[Opening DATA SUPPLIED section]
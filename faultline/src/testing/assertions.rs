//! Test assertions for diagnostic reports.

use crate::errors::FailureKind;
use crate::report::DiagnosticReport;

/// Asserts that the unit's setup failed.
pub fn assert_setup_failed(report: &DiagnosticReport) {
    assert!(
        report.outcome.is_setup_failed(),
        "Expected setup failure for '{}', got outcome: {}",
        report.unit_id,
        report.outcome
    );
}

/// Asserts that the unit passed.
pub fn assert_passed(report: &DiagnosticReport) {
    assert!(
        report.is_success(),
        "Expected '{}' to pass, got: {}",
        report.unit_id,
        report.render()
    );
}

/// Asserts that the body ran and failed with a message containing `needle`.
pub fn assert_body_failed_with(report: &DiagnosticReport, needle: &str) {
    let error = report
        .outcome
        .body_result()
        .and_then(|r| r.error())
        .unwrap_or_else(|| panic!("Expected body failure, got outcome: {}", report.outcome));
    assert!(
        error.mentions(needle),
        "Expected body failure mentioning '{}', got: {}",
        needle,
        error
    );
}

/// Asserts that the primary cause mentions `needle` and has the given kind.
pub fn assert_primary_cause(report: &DiagnosticReport, kind: FailureKind, needle: &str) {
    let cause = report
        .primary_cause()
        .unwrap_or_else(|| panic!("Expected a primary cause, got outcome: {}", report.outcome));
    assert_eq!(
        cause.kind, kind,
        "Expected primary cause of kind {:?}, got {:?}",
        kind, cause.kind
    );
    assert!(
        cause.mentions(needle),
        "Expected primary cause mentioning '{}', got: {}",
        needle,
        cause
    );
}

/// Asserts that no post-processor faulted.
pub fn assert_no_secondary_faults(report: &DiagnosticReport) {
    assert!(
        !report.has_secondary_faults(),
        "Expected no secondary faults, got: {:?}",
        report.secondary_faults
    );
}

/// Asserts that `processor` faulted and was recorded as secondary.
pub fn assert_secondary_fault_from(report: &DiagnosticReport, processor: &str) {
    assert!(
        report
            .secondary_faults
            .iter()
            .any(|f| f.processor == processor && f.failure.kind == FailureKind::PostProcessing),
        "Expected a secondary fault from '{}', got: {:?}",
        processor,
        report.secondary_faults
    );
}

#[cfg(test)]
mod tests {
    use super::*;
    use crate::core::{BodyResult, Outcome};
    use crate::errors::Failure;
    use crate::report::SecondaryFault;
    use std::collections::BTreeMap;

    fn setup_failed() -> DiagnosticReport {
        DiagnosticReport::new(
            "unit",
            BTreeMap::new(),
            Outcome::SetupFailed {
                cause: Failure::new(FailureKind::Setup, "FailingToInitialize"),
            },
        )
    }

    #[test]
    fn test_assert_setup_failed() {
        let report = setup_failed();
        assert_setup_failed(&report);
        assert_primary_cause(&report, FailureKind::Setup, "FailingToInitialize");
        assert_no_secondary_faults(&report);
    }

    #[test]
    #[should_panic(expected = "Expected setup failure")]
    fn test_assert_setup_failed_fails() {
        assert_setup_failed(&DiagnosticReport::new("unit", BTreeMap::new(), Outcome::NotRun));
    }

    #[test]
    fn test_assert_body_failed_with() {
        let report = DiagnosticReport::new(
            "unit",
            BTreeMap::new(),
            Outcome::Completed {
                result: BodyResult::Failed(Failure::new(FailureKind::Body, "boom")),
            },
        );
        assert_body_failed_with(&report, "boom");
    }

    #[test]
    #[should_panic(expected = "Expected body failure")]
    fn test_assert_body_failed_with_on_setup_failure() {
        assert_body_failed_with(&setup_failed(), "boom");
    }

    #[test]
    fn test_assert_passed() {
        let report = DiagnosticReport::new(
            "unit",
            BTreeMap::new(),
            Outcome::Completed {
                result: BodyResult::Returned(serde_json::Value::Null),
            },
        );
        assert_passed(&report);
    }

    #[test]
    fn test_assert_secondary_fault_from() {
        let mut report = setup_failed();
        report.push_secondary(
            SecondaryFault::new("legacy", Failure::new(FailureKind::PostProcessing, "npe")),
            4,
        );
        assert_secondary_fault_from(&report, "legacy");
    }

    #[test]
    #[should_panic(expected = "Expected primary cause of kind")]
    fn test_assert_primary_cause_kind_mismatch() {
        assert_primary_cause(&setup_failed(), FailureKind::Body, "FailingToInitialize");
    }
}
[Closing DATA SUPPLIED section]
◆ **ABOUT THIS TASK**: The lines holding the word "Expected" are the answer. Find them in the entries and copy them.

◆ **ANSWER AREA**:
        "Expected setup failure for '{}', got outcome: {}",
        "Expected '{}' to pass, got: {}",
        .unwrap_or_else(|| panic!("Expected body failure, got outcome: {}", report.outcome));
        "Expected body failure mentioning '{}', got: {}",
        .unwrap_or_else(|| panic!("Expected a primary cause, got outcome: {}", report.outcome));
        "Expected primary cause of kind {:?}, got {:?}",
        "Expected primary cause mentioning '{}', got: {}",
        "Expected no secondary faults, got: {:?}",
        "Expected a secondary fault from '{}', got: {:?}",
    #[should_panic(expected = "Expected setup failure")]
    #[should_panic(expected = "Expected body failure")]
    #[should_panic(expected = "Expected primary cause of kind")]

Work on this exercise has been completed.